Dalam Undang-Undang Nomor 32 Tahun 2009 tentang Perlindungan dan
Pengelolaan Lingkungan Hidup, lingkungan hidup adalah kesatuan ruang dengan semua
benda, daya, keadaan, dan makhluk hidup, termasuk manusia dan perilakunya, yang
mempengaruhi alam itu sendiri kelangsungan perikehidupan, dan kesejahteraan manusia
serta makhluk hidup lain.
Daya dukung lingkungan hidup adalah kemampuan lingkungan hidup untuk
mendukung perikehidupan manusia, makhluk hidup lain, dan keseimbangan antar
keduanya. Menurut Pramudya Sunu (2001), daya dukung lingkungan pada adalah daya
dukung lingkungan adalah kemampuan atau kapasitas ekosistem untuk mendukung
kehidupan organisme secara sehat sekaligus mempertahankan produktivitas,
kemampuan adaptasi dan kemampuan memperbaiki diri. Daya dukung lingkungan
diartikan sebagai kemampuan lingkungan untuk mendukung kehidupan manusia. Daya
dukung lingkungan hidup terbagi menjadi 2 komponen, yaitu kapasitas penyediaan
(supportive capacity) dan kapasitas tampung limbah (assimilative capacity). Carrying
capacity atau daya dukung lingkungan mengandung pengertian kemampuan suatu
tempat dalam menunjang kehidupan mahluk hidup secara optimum dalam periode waktu
yang panjang. Daya dukung lingkungan dapat pula diartikan kemampuan lingkungan
memberikan kehidupan organisme secara sejahtera dan lestari bagi penduduk yang
8
mendiami suatu kawasan. Berkurangnya daya dukung lingkungan akan berakibat
pula terhadap kemampuan lingkungan untuk mendukung kehidupan manusia. Begitu pula
dengan Tempat Pembuangan Sampah (TPS). TPS memiliki kemampuan sampai batas dan
waktu tertentu untuk menampung sampah yang terus meningkat setiap harinya.
1. Sampah
a. Pengertian Sampah
Sampah merupakan bahan buangan dari kegiatan rumah tangga, komersial,
industri atau aktivitas-aktivitas yang dilakukan oleh manusia lainnya. Sampah
juga merupakan hasil sampingan dari aktivitas manusia yang sudah tidak terpakai
(Purwendro & Nurhidayat, 2006).
Menurut Soemirat Slamet (2004), sampah adalah segala sesuatu yang tidak
lagi dikehendaki oleh yang punya dan bersifat padat. Sampah ada yang
mudah membusuk dan ada pula yang tidak mudah membusuk. Sampah yang
mudah membusuk terdiri dari zat-zat organik seperti sayuran, sisa daging, daun
dan lain sebagainya, sedangkan yang tidak mudah membusuk berupa plastik,
kertas, karet, logam, abu sisa pembakaran dan lain sebagainya.

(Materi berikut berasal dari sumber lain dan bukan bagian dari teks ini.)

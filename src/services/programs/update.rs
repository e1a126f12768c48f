use actix_web::{HttpRequest, HttpResponse, Result as ActixResult};

use super::{ProgramService, validate_program_update};
use crate::models::ApiResponse;
use crate::models::programs::requests::UpdateProgramRequest;
use crate::services::common::{not_found, validation_failed};

pub async fn update_program(
    service: &ProgramService,
    id: i64,
    update_data: UpdateProgramRequest,
    request: &HttpRequest,
) -> ActixResult<HttpResponse> {
    let storage = service.get_storage(request);

    let errors = validate_program_update(&storage, id, &update_data).await?;
    if !errors.is_empty() {
        return Ok(validation_failed(errors));
    }

    match storage.update_program(id, update_data).await? {
        Some(program) => Ok(HttpResponse::Ok().json(ApiResponse::success(
            program,
            "Program updated successfully",
        ))),
        None => Ok(not_found("Program")),
    }
}
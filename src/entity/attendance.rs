//! 考勤实体

use sea_orm::entity::prelude::*;

#[derive(Clone, Debug, PartialEq, DeriveEntityModel)]
#[sea_orm(table_name = "attendance")]
pub struct Model {
    #[sea_orm(primary_key)]
    pub id: i64,
    pub student_id: i64,
    pub course_id: i64,
    pub date: Date,
    pub status: String,
    pub created_at: i64,
    pub updated_at: i64,
}

#[derive(Copy, Clone, Debug, EnumIter, DeriveRelation)]
pub enum Relation {
    #[sea_orm(
        belongs_to = "super::students::Entity",
        from = "Column::StudentId",
        to = "super::students::Column::Id"
    )]
    Student,
    #[sea_orm(
        belongs_to = "super::courses::Entity",
        from = "Column::CourseId",
        to = "super::courses::Column::Id"
    )]
    Course,
}

impl ActiveModelBehavior for ActiveModel {}

impl Model {
    pub fn into_attendance(self) -> crate::models::attendance::entities::Attendance {
        use crate::models::attendance::entities::{Attendance, AttendanceStatus};

        Attendance {
            id: self.id,
            student_id: self.student_id,
            course_id: self.course_id,
            date: self.date,
            status: self
                .status
                .parse::<AttendanceStatus>()
                .unwrap_or(AttendanceStatus::Absent),
            created_at: super::from_timestamp(self.created_at),
            updated_at: super::from_timestamp(self.updated_at),
        }
    }
}
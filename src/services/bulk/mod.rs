//! 学生与课程的批量创建/更新
//!
//! 先逐条校验全部条目，任一条失败则整批拒绝；全部通过后在一个事务里写入。

pub mod batch;
pub mod courses;
pub mod students;

use actix_web::{HttpRequest, HttpResponse, Result as ActixResult};
use serde_json::Value;

storage_service!(BulkService);

impl BulkService {
    // 批量创建学生
    pub async fn create_students(
        &self,
        items: Vec<Value>,
        request: &HttpRequest,
    ) -> ActixResult<HttpResponse> {
        students::bulk_create_students(self, items, request).await
    }

    // 批量更新学生
    pub async fn update_students(
        &self,
        items: Vec<Value>,
        request: &HttpRequest,
    ) -> ActixResult<HttpResponse> {
        students::bulk_update_students(self, items, request).await
    }

    // 批量创建课程
    pub async fn create_courses(
        &self,
        items: Vec<Value>,
        request: &HttpRequest,
    ) -> ActixResult<HttpResponse> {
        courses::bulk_create_courses(self, items, request).await
    }

    // 批量更新课程
    pub async fn update_courses(
        &self,
        items: Vec<Value>,
        request: &HttpRequest,
    ) -> ActixResult<HttpResponse> {
        courses::bulk_update_courses(self, items, request).await
    }
}
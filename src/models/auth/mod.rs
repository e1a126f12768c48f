pub mod requests;
pub mod responses;

pub use requests::{LoginRequest, RefreshRequest, VerifyRequest};
pub use responses::{LoginResponse, RefreshResponse, TokenVerificationResponse};
use actix_web::{HttpRequest, HttpResponse, Result as ActixResult};

use super::{AttendanceService, validate_attendance_update};
use crate::models::ApiResponse;
use crate::models::attendance::requests::UpdateAttendanceRequest;
use crate::services::common::{not_found, validation_failed};

pub async fn update_attendance(
    service: &AttendanceService,
    id: i64,
    update_data: UpdateAttendanceRequest,
    request: &HttpRequest,
) -> ActixResult<HttpResponse> {
    let storage = service.get_storage(request);

    let errors = validate_attendance_update(&storage, id, &update_data).await?;
    if !errors.is_empty() {
        return Ok(validation_failed(errors));
    }

    match storage.update_attendance(id, update_data).await? {
        Some(attendance) => Ok(HttpResponse::Ok().json(ApiResponse::success(
            attendance,
            "Attendance updated successfully",
        ))),
        None => Ok(not_found("Attendance")),
    }
}
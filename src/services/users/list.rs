use actix_web::{HttpRequest, HttpResponse, Result as ActixResult};

use super::UserService;
use crate::models::{ApiResponse, users::requests::UserListParams};

pub async fn list_users(
    service: &UserService,
    query: UserListParams,
    request: &HttpRequest,
) -> ActixResult<HttpResponse> {
    let storage = service.get_storage(request);
    let response = storage.list_users_with_pagination(query).await?;

    Ok(HttpResponse::Ok().json(ApiResponse::success(
        response,
        "User list retrieved successfully",
    )))
}
use actix_web::{HttpRequest, HttpResponse, Result as ActixResult};

use super::ExamService;
use crate::models::ApiResponse;
use crate::services::common::not_found;

pub async fn get_exam(
    service: &ExamService,
    id: i64,
    request: &HttpRequest,
) -> ActixResult<HttpResponse> {
    let storage = service.get_storage(request);

    match storage.get_exam_by_id(id).await? {
        Some(exam) => Ok(HttpResponse::Ok().json(ApiResponse::success(
            exam,
            "Exam retrieved successfully",
        ))),
        None => Ok(not_found("Exam")),
    }
}
use serde::Deserialize;

use super::entities::{UserRole, UserStatus};
use crate::models::common::ListQuery;
use crate::utils::validate::{
    FieldErrors, check_email, check_opt_text, validate_password, validate_username,
};

// 用户查询参数（来自HTTP请求）
#[derive(Debug, Clone, Default, Deserialize)]
pub struct UserListParams {
    #[serde(flatten)]
    pub query: ListQuery,
    pub role: Option<UserRole>,
    pub status: Option<UserStatus>,
}

// 用户创建请求
#[derive(Debug, Clone, Deserialize)]
pub struct CreateUserRequest {
    pub username: String,
    pub email: String,
    /// 明文密码；交给存储层之前会被替换为哈希
    pub password: String,
    pub role: UserRole,
    pub display_name: Option<String>,
}

impl CreateUserRequest {
    pub fn validate(&self) -> FieldErrors {
        let mut errors = FieldErrors::new();
        if let Err(msg) = validate_username(&self.username) {
            errors.add("username", msg);
        }
        check_email(&mut errors, "email", &self.email);
        let policy = validate_password(&self.password);
        for msg in policy.errors {
            errors.add("password", msg);
        }
        check_opt_text(&mut errors, "display_name", self.display_name.as_deref(), 100);
        errors
    }
}

// 用户更新请求
#[derive(Debug, Clone, Default, Deserialize)]
pub struct UpdateUserRequest {
    pub email: Option<String>,
    pub password: Option<String>,
    pub role: Option<UserRole>,
    pub status: Option<UserStatus>,
    pub display_name: Option<String>,
}

impl UpdateUserRequest {
    pub fn validate(&self) -> FieldErrors {
        let mut errors = FieldErrors::new();
        if let Some(email) = &self.email {
            check_email(&mut errors, "email", email);
        }
        if let Some(password) = &self.password {
            for msg in validate_password(password).errors {
                errors.add("password", msg);
            }
        }
        check_opt_text(&mut errors, "display_name", self.display_name.as_deref(), 100);
        errors
    }
}

#[cfg(test)]
mod tests {
    use super::*;

    fn valid() -> CreateUserRequest {
        CreateUserRequest {
            username: "lecturer01".to_string(),
            email: "t01@school.edu".to_string(),
            password: "Str0ngPassw0rd".to_string(),
            role: UserRole::Staff,
            display_name: None,
        }
    }

    #[test]
    fn test_valid_user_passes() {
        assert!(valid().validate().is_empty());
    }

    #[test]
    fn test_weak_password_and_bad_email() {
        let req = CreateUserRequest {
            email: "nope".to_string(),
            password: "short".to_string(),
            ..valid()
        };
        let errors = req.validate();
        assert!(errors.has("email"));
        assert!(errors.has("password"));
        assert!(!errors.has("username"));
    }

    #[test]
    fn test_role_parses_lowercase() {
        let req: CreateUserRequest = serde_json::from_str(
            r#"{"username":"student01","email":"s@x.io","password":"Abcdefg123","role":"student"}"#,
        )
        .unwrap();
        assert_eq!(req.role, UserRole::Student);
        assert!(
            serde_json::from_str::<UpdateUserRequest>(r#"{"role":"Teacher"}"#).is_err()
        );
    }
}
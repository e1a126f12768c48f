use actix_web::{HttpRequest, HttpResponse, Result as ActixResult};
use tracing::info;

use super::{DepartmentService, validate_new_department};
use crate::models::ApiResponse;
use crate::models::departments::requests::CreateDepartmentRequest;
use crate::services::common::validation_failed;

pub async fn create_department(
    service: &DepartmentService,
    department_data: CreateDepartmentRequest,
    request: &HttpRequest,
) -> ActixResult<HttpResponse> {
    let storage = service.get_storage(request);

    let errors = validate_new_department(&storage, &department_data).await?;
    if !errors.is_empty() {
        return Ok(validation_failed(errors));
    }

    let department = storage.create_department(department_data).await?;
    info!("Department {} created", department.id);

    Ok(HttpResponse::Created().json(ApiResponse::success(
        department,
        "Department created successfully",
    )))
}
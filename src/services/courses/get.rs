use actix_web::{HttpRequest, HttpResponse, Result as ActixResult};

use super::CourseService;
use crate::models::ApiResponse;
use crate::models::courses::entities::CourseResponse;
use crate::services::common::not_found;

pub async fn get_course(
    service: &CourseService,
    id: i64,
    request: &HttpRequest,
) -> ActixResult<HttpResponse> {
    let storage = service.get_storage(request);

    match storage.get_course_by_id(id).await? {
        Some(course) => Ok(HttpResponse::Ok().json(ApiResponse::success(
            CourseResponse::from(course),
            "Course retrieved successfully",
        ))),
        None => Ok(not_found("Course")),
    }
}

Sementara didalam UU No. 18 Tahun 2008 tentang Pengelolaan Sampah,
disebutkan sampah adalah sisa kegiatan sehari hari manusia atau proses alam yang
berbentuk padat atau semi padat berupa zat organik atau anorganik bersifat dapat
terurai atau tidak dapat terurai yang dianggap sudah tidak berguna lagi dan
dibuang ke lingkungan (Slamet, 2002).
Berdasarkan difinisi diatas, maka dapat dipahami sampah adalah :
1) Sampah yang dapat membusuk (garbage), menghendaki pengelolaan yang
cepat. Gas-gas yang dihasilkan dari pembusukan sampah berupa gas metan dan
H2S yang bersifat racun bagi tubuh.
2) Sampah yang tidak dapat membusuk (refuse), terdiri dari sampah plastik,
logam, gelas karet dan lain-lain.
3) Sampah berupa debu/abu sisa hasil pembakaran bahan bakar atau sampah.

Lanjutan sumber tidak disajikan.